Sering enggak kamu suka dihadang banyak masalah? (yang menurutmu sangat rumit). Terus kamu suka ngeluh karena kamu ditimpa masalah atau musibah yang tiada hentinya. Kamu menganggap seakan-akan cobaan datang silih berganti tiada abisnya. Kamu merasa sudah dengan niat yang benar, hati yang bersih, bersungguh-sungguh melakukan sesuatu tetapi kemudian kog kena masalah atau kena musibah juga. Kamu merasa sudah berdoa kepada Allah s.w.t tetapi tetap saja musibah dan bencana datang menghampiri. Kemudian seakan-akan kamu tidak ditolong oleh Allah s.w.t yang akhirnya membuatmu berfikir bahwa Allah s.w.t tidak menyukaimu.

Ingatlah kawan, Allah s.w.t sungguh sangat dekat.
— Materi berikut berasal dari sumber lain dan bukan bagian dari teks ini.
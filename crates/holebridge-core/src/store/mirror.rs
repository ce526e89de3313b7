// ── State Mirror & Differ ──
//
// Last-published value per entity. The mirror is the only authority on
// whether a value needs publishing: a key present here has had its
// discovery descriptor published, and a `Published` slot holds a value
// the broker accepted.

use std::collections::HashMap;

use tracing::trace;

use crate::model::{Entity, EntityKey, EntityValue};

/// What the mirror holds for one registered entity.
#[derive(Debug, Clone, PartialEq)]
pub enum Slot {
    /// Registered, but no value has been published yet (or the last
    /// publish failed). Always differs from a real observation.
    Unseen,
    Published(EntityValue),
}

/// How one observed entity compares against the mirror.
#[derive(Debug, Clone, Copy, PartialEq, Eq)]
pub enum Observation {
    New,
    Changed,
    Unchanged,
}

/// Outcome of reconciling one batch of observations, in observation order.
#[derive(Debug, Default)]
pub struct Reconciliation {
    pub new: Vec<Entity>,
    pub changed: Vec<Entity>,
    pub unchanged: Vec<EntityKey>,
}

impl Reconciliation {
    pub fn is_quiet(&self) -> bool {
        self.new.is_empty() && self.changed.is_empty()
    }
}

/// Keyed by `(kind, id)` so a group and a statistic sharing an id never
/// collide.
#[derive(Debug, Default)]
pub struct StateMirror {
    slots: HashMap<EntityKey, Slot>,
}

impl StateMirror {
    pub fn new() -> Self {
        Self::default()
    }

    /// Classify `observed` against the mirror and record its value.
    ///
    /// New and changed entities are written; unchanged ones leave the
    /// slot untouched.
    pub fn observe(&mut self, observed: &Entity) -> Observation {
        let outcome = match self.slots.get(&observed.key) {
            None => Observation::New,
            Some(Slot::Unseen) => Observation::Changed,
            Some(Slot::Published(cached)) if cached.same_as(&observed.value) => {
                Observation::Unchanged
            }
            Some(Slot::Published(_)) => Observation::Changed,
        };

        if outcome != Observation::Unchanged {
            self.slots
                .insert(observed.key.clone(), Slot::Published(observed.value.clone()));
        }
        trace!(key = %observed.key, ?outcome, "observed");
        outcome
    }

    /// Split a batch into new, changed and unchanged entities.
    pub fn reconcile(&mut self, observed: &[Entity]) -> Reconciliation {
        let mut result = Reconciliation::default();
        for entity in observed {
            match self.observe(entity) {
                Observation::New => result.new.push(entity.clone()),
                Observation::Changed => result.changed.push(entity.clone()),
                Observation::Unchanged => result.unchanged.push(entity.key.clone()),
            }
        }
        result
    }

    pub fn is_registered(&self, key: &EntityKey) -> bool {
        self.slots.contains_key(key)
    }

    pub fn get(&self, key: &EntityKey) -> Option<&Slot> {
        self.slots.get(key)
    }

    /// Drop a key entirely; it will be rediscovered as new.
    pub fn forget(&mut self, key: &EntityKey) {
        self.slots.remove(key);
    }

    /// Keep the registration but discard the value, so the next
    /// observation counts as changed.
    pub fn mark_unpublished(&mut self, key: &EntityKey) {
        if let Some(slot) = self.slots.get_mut(key) {
            *slot = Slot::Unseen;
        }
    }

    /// Remove everything. Used when the broker session starts over.
    pub fn clear(&mut self) {
        self.slots.clear();
    }

    pub fn len(&self) -> usize {
        self.slots.len()
    }

    pub fn is_empty(&self) -> bool {
        self.slots.is_empty()
    }

    /// Registered keys, sorted for stable output.
    pub fn keys(&self) -> Vec<EntityKey> {
        let mut keys: Vec<EntityKey> = self.slots.keys().cloned().collect();
        keys.sort();
        keys
    }
}

#[cfg(test)]
#[allow(clippy::unwrap_used)]
mod tests {
    use pretty_assertions::assert_eq;

    use super::*;
    use crate::model::{Fact, StatValue};

    fn stat(id: &str, value: StatValue) -> Entity {
        Entity::from(Fact {
            id: id.into(),
            label: id.replace('_', " "),
            value,
            unit: None,
        })
    }

    fn keys(entities: &[Entity]) -> Vec<String> {
        entities.iter().map(|e| e.key.to_string()).collect()
    }

    #[test]
    fn first_observation_is_new() {
        let mut mirror = StateMirror::new();
        let result = mirror.reconcile(&[Entity::group("BlockAds", false)]);

        assert_eq!(keys(&result.new), vec!["group:BlockAds"]);
        assert!(result.changed.is_empty());
        assert_eq!(
            mirror.get(&EntityKey::group("BlockAds")),
            Some(&Slot::Published(EntityValue::Switch(false)))
        );
    }

    #[test]
    fn reconcile_is_idempotent() {
        let mut mirror = StateMirror::new();
        let batch = vec![
            Entity::group("BlockAds", true),
            stat("CPU_Temp", StatValue::Integer(41)),
        ];
        mirror.reconcile(&batch);
        let second = mirror.reconcile(&batch);

        assert!(second.is_quiet());
        assert_eq!(second.unchanged.len(), 2);
    }

    #[test]
    fn new_then_changed_never_new_again() {
        let mut mirror = StateMirror::new();
        mirror.reconcile(&[stat("Uptime", StatValue::Text("1 day".into()))]);
        let result = mirror.reconcile(&[stat("Uptime", StatValue::Text("2 days".into()))]);

        assert!(result.new.is_empty());
        assert_eq!(keys(&result.changed), vec!["statistic:Uptime"]);
    }

    #[test]
    fn numeric_equality_crosses_representation() {
        let mut mirror = StateMirror::new();
        mirror.reconcile(&[stat("RAM_Usage", StatValue::Integer(50))]);
        let result = mirror.reconcile(&[stat("RAM_Usage", StatValue::Real(50.0))]);
        assert!(result.is_quiet());
    }

    #[test]
    fn unit_only_change_is_not_a_change() {
        let mut mirror = StateMirror::new();
        let mut celsius = stat("CPU_Temp", StatValue::Integer(40));
        celsius.unit = Some("C".into());
        let mut fahrenheit = celsius.clone();
        fahrenheit.unit = Some("F".into());

        mirror.reconcile(&[celsius]);
        assert!(mirror.reconcile(&[fahrenheit]).is_quiet());
    }

    #[test]
    fn unseen_slot_counts_as_changed() {
        let mut mirror = StateMirror::new();
        let entity = Entity::group("BlockAds", true);
        mirror.reconcile(std::slice::from_ref(&entity));
        mirror.mark_unpublished(&entity.key);

        assert_eq!(mirror.get(&entity.key), Some(&Slot::Unseen));
        assert_eq!(mirror.observe(&entity), Observation::Changed);
    }

    #[test]
    fn forget_makes_key_new_again() {
        let mut mirror = StateMirror::new();
        let entity = Entity::group("BlockAds", true);
        mirror.observe(&entity);
        mirror.forget(&entity.key);

        assert!(!mirror.is_registered(&entity.key));
        assert_eq!(mirror.observe(&entity), Observation::New);
    }

    #[test]
    fn groups_and_statistics_do_not_collide() {
        let mut mirror = StateMirror::new();
        let result = mirror.reconcile(&[
            Entity::group("Uptime", true),
            stat("Uptime", StatValue::Integer(3)),
        ]);
        assert_eq!(result.new.len(), 2);
        assert_eq!(mirror.len(), 2);
    }

    #[test]
    fn disappearance_keeps_last_state() {
        let mut mirror = StateMirror::new();
        mirror.reconcile(&[Entity::group("BlockAds", true), Entity::group("BlockKids", false)]);
        let result = mirror.reconcile(&[Entity::group("BlockAds", true)]);

        assert!(result.is_quiet());
        assert!(mirror.is_registered(&EntityKey::group("BlockKids")));
    }

    #[test]
    fn clear_empties_the_mirror() {
        let mut mirror = StateMirror::new();
        mirror.observe(&Entity::blocking(true));
        mirror.clear();
        assert!(mirror.is_empty());
    }
}
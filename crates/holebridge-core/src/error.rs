// ── Core error types ──
//
// Errors surfaced by holebridge-core. Extraction misses and malformed
// store rows are not errors: they shrink the result instead. Everything
// here is recoverable at the poll-loop boundary except `Identity`,
// which only occurs during startup.

use thiserror::Error;

/// Unified error type for the core crate.
#[derive(Debug, Error)]
pub enum CoreError {
    // ── External command errors ──────────────────────────────────────
    #[error("Command `{command}` failed: {detail}")]
    CommandFailed { command: String, detail: String },

    // ── Transport errors ─────────────────────────────────────────────
    #[error("Publish to {topic} failed: {reason}")]
    Publish { topic: String, reason: String },

    // ── Startup errors ───────────────────────────────────────────────
    #[error("Cannot determine device identity: {message}")]
    Identity { message: String },

    // ── Serialization errors ─────────────────────────────────────────
    #[error("Descriptor serialization failed: {0}")]
    Serialization(#[from] serde_json::Error),

    // ── Internal errors ──────────────────────────────────────────────
    #[error("Internal error: {0}")]
    Internal(String),
}

impl CoreError {
    pub(crate) fn command_failed(command: &str, detail: impl Into<String>) -> Self {
        Self::CommandFailed {
            command: command.to_owned(),
            detail: detail.into(),
        }
    }
}
// ── Command API ──
//
// Inbound messages are decoded here into a `Command` before anything
// touches the store. Decoding is pure: topic classification comes from
// the topic layout and payload validation accepts exactly two tokens.

use crate::topics::{CommandTarget, TopicLayout};

/// A validated mutation requested over the bus.
#[derive(Debug, Clone, PartialEq, Eq)]
pub enum Command {
    SetGroup { name: String, enabled: bool },
    SetBlocking { enabled: bool },
}

impl Command {
    fn new(target: CommandTarget, enabled: bool) -> Self {
        match target {
            CommandTarget::Group(name) => Self::SetGroup { name, enabled },
            CommandTarget::Blocking => Self::SetBlocking { enabled },
        }
    }
}

/// Result of decoding one inbound message.
#[derive(Debug, Clone, PartialEq, Eq)]
pub enum Inbound {
    Command(Command),
    /// Known topic, payload outside `"0"`/`"1"`.
    Rejected { topic: String, payload: String },
    /// Topic outside the command families.
    Ignored,
}

/// Decode `payload` on `topic` against `topics`.
pub fn decode(topics: &TopicLayout, topic: &str, payload: &[u8]) -> Inbound {
    let Some(target) = topics.classify(topic) else {
        return Inbound::Ignored;
    };

    match payload {
        b"1" => Inbound::Command(Command::new(target, true)),
        b"0" => Inbound::Command(Command::new(target, false)),
        other => Inbound::Rejected {
            topic: topic.to_owned(),
            payload: String::from_utf8_lossy(other).into_owned(),
        },
    }
}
Allah maha mengetahui isi hati makhluknya dan maha mengetahui hari kemudian. Seandainya kamu diberi masalah ketika kamu melakukan sesuatu yang sebenarnya niat kamu baik. Itu sebenarnya Allah s.w.t sangat sayang sama kamu. Jika kamu mengetahuinya dan kamu mengambil hikmah disetiap masalah yang kamu hadapi, niscaya kamu akan tahu alasan Allah s.w.t tidak memperbolehkanmu melanjutkan perbuatan itu.

Misalnya begini, kamu berniat untuk mencari pekerjaan. Niatmu baik untuk mencari rejeki dari Allah s.w.t melalui bekerja. Kamu sudah berpuluh-puluh kali mendaftarkan diri. Eh tapi tetep aja kamu tidak diterima di perusahaan yang kamu daftarin. Janggankan diterima, dipanggil aja kaga. Sebenernya begini, Allah s.w.t senang menguji tingkat kesabaranmu sampai level mana?. Jika baru segitu aja sudah merasa jengkel dan marah lalu membuatmu malas beribadah dan berikhtiar, tandanya iman kamu kelas karbitan. Ingat kawan, masalah itu bukan hanya masalah yang sekarang yang sedang kamu hadapi. Disaat dimasa depanmu atau hari esok, masalah itu akan bertambah tingkat levelnya. (sering maen game? Setiap tantangan kan selalu bertambah rumit kalau sudah ke level tinggi) sebenernya begini segala sesuatu pasti berlaku hukum sebab dan akibat. Kamu mendaftar di perusahaan A, tetapi kamu tidak diterima. Yang pasti ada sesuatu yang akan berakibat buruk jika kamu diterima diperusahaan itu. Allah s.w.t maha mengetahui segala sesuatunya. Jika kamu selalu positif thinking, dengan beryakinan bahwa itu sesuatu pertanda baik, maka hati kamu akan bersih dan akan sangat gampang mendapat keberkahan serta penajaman akan kebaikan jalan hidupmu. Hati kamu akan gampang untuk menerima kebaikan, sehingga jika kamu dihadapkan oleh banyak pilihan yang rumit, maka tanyakan pada hatimu. Suara hatimu adalah suara kebenaran yang mengandung saran sebaik-baik saran untuk dirimu. Jika hatimu saja tidak bersih, imanmu tertutupi karena sifat emosionalmu, bagaimana Allah s.w.t akan memberikan arahan dan petunjuknya untuk kebaikan dunia maupun akhiratmu?.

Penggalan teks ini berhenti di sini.